Não poderia deixar de prestar essa homenagem a Elza Soares, figura por quem tenho grande admiração, não só como profissional da música, mas como pessoa, por ter sido exemplo de mulher, que nunca se deixou abater pelas inúmeras dificuldades pelas quais passou e por sua luta contra o feminicídio, contra o preconceito racial e de gênero.

Pra mim foi um privilégio ter pode assistir a um dos seus últimos shows, antes da pandemia no Sesc Palladim, aqui em Belo Horizonte. Foi pura emoção.

Publico abaixo um texto escrito por ela que vale a pena ser lido.

“Um dia descobri que cantava.
O meu filho mais velho João Carlos estava morrendo e eu já tinha perdido 2 filhos e não queria perder mais um.
Eu não tinha dinheiro pra cuidar do meu filho e ouvi no rádio que o programa do Ary Barroso de calouros Nota 5, estava com o prêmio acumulado.
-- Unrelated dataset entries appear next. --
//! Response model handed over by the conversational backend
//!
//! A [`Response`] aggregates fulfillment messages and named contexts. Only
//! two message variants carry text this crate reads or rewrites: the first
//! line of a [`Message::Text`] and the subtitle of a [`Message::Card`].

mod value;

pub use value::{ParamValue, Parameters};

use crate::error::RewriteResult;
use serde::{Deserialize, Serialize};
use std::path::Path;

/// Diagnostic key holding the backend session id
pub const SESSION_ID_KEY: &str = "sessionId";

/// One unit of reply content
#[derive(Debug, Clone, PartialEq, Serialize, Deserialize)]
#[serde(tag = "type", rename_all = "snake_case")]
pub enum Message {
    Text {
        #[serde(default)]
        lines: Vec<String>,
    },
    Card {
        #[serde(default)]
        title: String,
        #[serde(default)]
        subtitle: String,
        #[serde(default, skip_serializing_if = "Option::is_none")]
        image_uri: Option<String>,
    },
    QuickReplies {
        #[serde(default)]
        title: String,
        #[serde(default)]
        replies: Vec<String>,
    },
    Image {
        image_uri: String,
    },
    Payload {
        payload: ParamValue,
    },
}

impl Message {
    #[must_use]
    pub fn text(line: impl Into<String>) -> Self {
        Message::Text {
            lines: vec![line.into()],
        }
    }

    #[must_use]
    pub fn card(title: impl Into<String>, subtitle: impl Into<String>) -> Self {
        Message::Card {
            title: title.into(),
            subtitle: subtitle.into(),
            image_uri: None,
        }
    }

    /// The textual field this crate operates on, if the variant has one
    #[must_use]
    pub fn text_field(&self) -> Option<&str> {
        match self {
            Message::Text { lines } => lines.first().map(String::as_str),
            Message::Card { subtitle, .. } => Some(subtitle),
            _ => None,
        }
    }

    /// Mutable access to the textual field; never changes the variant
    pub fn text_field_mut(&mut self) -> Option<&mut String> {
        match self {
            Message::Text { lines } => lines.first_mut(),
            Message::Card { subtitle, .. } => Some(subtitle),
            _ => None,
        }
    }

    /// True for a text message with at least one line.
    ///
    /// Response-wide scans use this as their guard, so cards are skipped there.
    #[must_use]
    pub fn has_text_lines(&self) -> bool {
        matches!(self, Message::Text { lines } if !lines.is_empty())
    }
}

/// Named bag of parameters attached to a response
#[derive(Debug, Clone, Default, PartialEq, Serialize, Deserialize)]
pub struct Context {
    pub name: String,
    #[serde(default)]
    pub parameters: Parameters,
}

impl Context {
    #[must_use]
    pub fn new(name: impl Into<String>) -> Self {
        Self {
            name: name.into(),
            parameters: Parameters::new(),
        }
    }

    #[must_use]
    pub fn with_param(mut self, name: impl Into<String>, value: impl Into<ParamValue>) -> Self {
        self.parameters.insert(name.into(), value.into());
        self
    }
}

/// Response of one detect-intent cycle
#[derive(Debug, Clone, Default, PartialEq, Serialize, Deserialize)]
#[serde(rename_all = "camelCase")]
pub struct Response {
    #[serde(default)]
    pub messages: Vec<Message>,
    #[serde(default)]
    pub contexts: Vec<Context>,
    #[serde(default)]
    pub diagnostic_info: Parameters,
}

impl Response {
    #[must_use]
    pub fn new(messages: Vec<Message>) -> Self {
        Self {
            messages,
            ..Self::default()
        }
    }

    #[must_use]
    pub fn with_context(mut self, context: Context) -> Self {
        self.contexts.push(context);
        self
    }

    /// Parse a response from its JSON form
    ///
    /// # Errors
    /// Returns `RewriteError::Json` if the document is not a valid response.
    pub fn from_json(raw: &str) -> RewriteResult<Self> {
        Ok(serde_json::from_str(raw)?)
    }

    /// Load a response from a JSON file
    ///
    /// # Errors
    /// Returns `RewriteError::Io` if the file cannot be read and
    /// `RewriteError::Json` if it is not a valid response.
    pub fn from_path<P: AsRef<Path>>(path: P) -> RewriteResult<Self> {
        let raw = std::fs::read_to_string(path)?;
        Self::from_json(&raw)
    }

    /// Backend session id recorded in the diagnostic info
    #[must_use]
    pub fn session_id(&self) -> Option<&str> {
        self.diagnostic_info
            .get(SESSION_ID_KEY)
            .and_then(ParamValue::as_str)
    }
}

#[cfg(test)]
mod tests {
    use super::*;
    use std::io::Write;

    #[test]
    fn test_text_field_reads_first_line_only() {
        let msg = Message::Text {
            lines: vec!["first".into(), "second".into()],
        };
        assert_eq!(msg.text_field(), Some("first"));
        assert!(msg.has_text_lines());
    }

    #[test]
    fn test_text_field_absent_for_empty_and_non_content() {
        let empty = Message::Text { lines: vec![] };
        assert_eq!(empty.text_field(), None);
        assert!(!empty.has_text_lines());

        let image = Message::Image {
            image_uri: "https://example.com/a.png".into(),
        };
        assert_eq!(image.text_field(), None);
    }

    #[test]
    fn test_card_exposes_subtitle() {
        let mut card = Message::card("Title", "Sub");
        assert_eq!(card.text_field(), Some("Sub"));
        assert!(!card.has_text_lines());

        card.text_field_mut().unwrap().push_str("title");
        assert_eq!(card, Message::card("Title", "Subtitle"));
    }

    #[test]
    fn test_deserialize_wire_shape() {
        let raw = r#"{
            "messages": [
                {"type": "text", "lines": ["Hello"]},
                {"type": "card", "title": "T", "subtitle": "S"},
                {"type": "quick_replies", "replies": ["yes", "no"]}
            ],
            "contexts": [{"name": "order-context", "parameters": {"size": "large"}}],
            "diagnosticInfo": {"sessionId": "abc-123"}
        }"#;
        let response = Response::from_json(raw).unwrap();
        assert_eq!(response.messages.len(), 3);
        assert_eq!(response.messages[0], Message::text("Hello"));
        assert_eq!(response.contexts[0].parameters["size"], ParamValue::from("large"));
        assert_eq!(response.session_id(), Some("abc-123"));
    }

    #[test]
    fn test_session_id_absent() {
        assert_eq!(Response::default().session_id(), None);
    }

    #[test]
    fn test_from_path() {
        let mut file = tempfile::NamedTempFile::new().unwrap();
        write!(file, r#"{{"messages": [{{"type": "text", "lines": ["hi"]}}]}}"#).unwrap();

        let response = Response::from_path(file.path()).unwrap();
        assert_eq!(response.messages, vec![Message::text("hi")]);
        assert!(response.contexts.is_empty());
    }

    #[test]
    fn test_from_path_missing_file() {
        let dir = tempfile::tempdir().unwrap();
        let err = Response::from_path(dir.path().join("missing.json")).unwrap_err();
        assert!(matches!(err, crate::RewriteError::Io(_)));
    }
}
Não sei como, mas eu sabia que ia buscar esse prêmio!

Fiz a inscrição e me avisaram que eu precisava ir bonita. Mas eu não tinha roupa nem sapatos, não tinha nada! Então, eu peguei uma roupa da minha mãe, que pesava 60kg e vesti, só que eu pesava 32kg, já viu né? Ajustei com alfinetes. Tudo bem que agora é moda ne? Hoje até a Madonna usa, mas essa moda aí fui eu que comecei viu? Alfinetes na roupa é muito meu, é coisa de Elza!
No pé coloquei uma sandália que a gente chamava de “mamãe tô na merda”, e fui!

Quando me chamaram, levantei e entrei no palco do auditório. O auditório tava lotado, todo mundo começou a rir alto debochando de mim
Seu Ary me chamou e perguntou:
_ O que você veio fazer aqui?
_ Eu vim Cantar!
_ Me diz uma coisa, de que planeta você veio?
_ Do mesmo planeta seu Seu Ary.
_ E qual é o meu planeta?
_ PLANETA FOME!

Ali, todo mundo que estava rindo viu que a coisa era séria e sentaram bem quietinhos.
Cantei a música Lama.

O Gongo não soou e eu ganhei, levei o prêmio e meu filho está vivo até hoje, graças a Deus!
De lá pra cá, sempre levo comigo um Alfinete.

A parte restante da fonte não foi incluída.